Comparative analysis of shot and laser shock peening in AA7075 aluminium alloy

Abstract

Shot Peening (SP) is a widely used technique to improve the mechanical properties of metallic surfaces in the industry and is one of the most effective techniques of inducing residual compressive stresses into metal surfaces to enhance their fatigue performance. The SP processing is inexpensive. It has been used in different applications; however, the process has its limitations. The laser shock peening (LSP) process has been successfully used to introduce residual compressive stresses in metals. This process is an alternative surface processing technology to the SP. It has been used for medical implants, in nuclear power reactors, aircraft panel forming, and treatment of aircraft engine components.
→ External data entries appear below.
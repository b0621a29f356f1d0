//! tenancy-axum: Axum integration for multi-tenancy.
//!
//! Resolves the tenant of each request with an ordered chain of detection
//! strategies and makes it available to handlers through the ambient
//! accessor, the request extensions and the [`CurrentTenant`] extractor.

pub mod detection;
pub mod middleware;
pub mod options;
mod error;
mod extract;
mod trace;

pub use detection::{FromRequestHeaderStrategy, FromRequestHostStrategy, TenantDetectionStrategy};
pub use error::TenancyAxumError;
pub use extract::CurrentTenant;
pub use middleware::{
    Detection, DisableMultiTenancy, RequestTenancy, RequestTenancyLayer, RequestTenancyService,
};
pub use options::{RequestTenancyBuilder, RequestTenancyOptions, DEFAULT_ACTIVITY_TAG};
pub use trace::TenancyMakeSpan;
use async_trait::async_trait;
use axum::http::request::Parts;

use super::TenantDetectionStrategy;

/// Reads the tenant id from a request header.
///
/// A missing, empty or whitespace-only header yields no tenant. When the
/// header is sent more than once the first value is used.
#[derive(Debug, Clone)]
pub struct FromRequestHeaderStrategy {
    header_name: String,
}

impl FromRequestHeaderStrategy {
    pub fn new(header_name: impl Into<String>) -> Self {
        Self {
            header_name: header_name.into(),
        }
    }

    pub fn header_name(&self) -> &str {
        &self.header_name
    }
}

#[async_trait]
impl TenantDetectionStrategy for FromRequestHeaderStrategy {
    async fn try_detect(&self, parts: &Parts) -> anyhow::Result<Option<String>> {
        let mut values = parts.headers.get_all(self.header_name.as_str()).iter();

        let Some(first) = values.next() else {
            return Ok(None);
        };

        if values.next().is_some() {
            tracing::warn!(header = %self.header_name, "multiple tenant header values found, using the first");
        }

        let Ok(value) = std::str::from_utf8(first.as_bytes()) else {
            tracing::debug!(header = %self.header_name, "tenant header is not valid UTF-8");
            return Ok(None);
        };

        if value.trim().is_empty() {
            return Ok(None);
        }

        Ok(Some(value.to_string()))
    }
}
Whilst the SP and the LSP create residual stresses of similar magnitude, the LSP was found to induce residual stresses with greater depth into the metallic material. These residual stresses reached up to five times deeper and produced a uniform peening effect across the surface of the material compared to the SP making the LSP more appealing to the aviation industry. This research was limited to residual stress, surface roughness, microstructure, and microhardness measurements on the SP and LSP-treated AA7075-T651 conventional aeronautical aluminium alloy. The incremental hole drilling technique was mostly used to analyse compressive residual stresses in the treated material and complimentary measurements on the surface were performed using the X-Ray Diffraction method. It was found that the SP and the LSP processes produced compressive residual stresses (RS) in AA7075-T651. Compressive RS were found to be deeper in the LSP compared to those produced through SP. The surface roughness was higher in SP-treated samples compared to the LSP-treated samples. There were no appreciable changes to the microstructure of peened samples in both conditions. Both the SP and the LSP resulted in hardened regions within the surface layer of the AA7075-T651; with LSP generating higher microhardness in comparison to SP.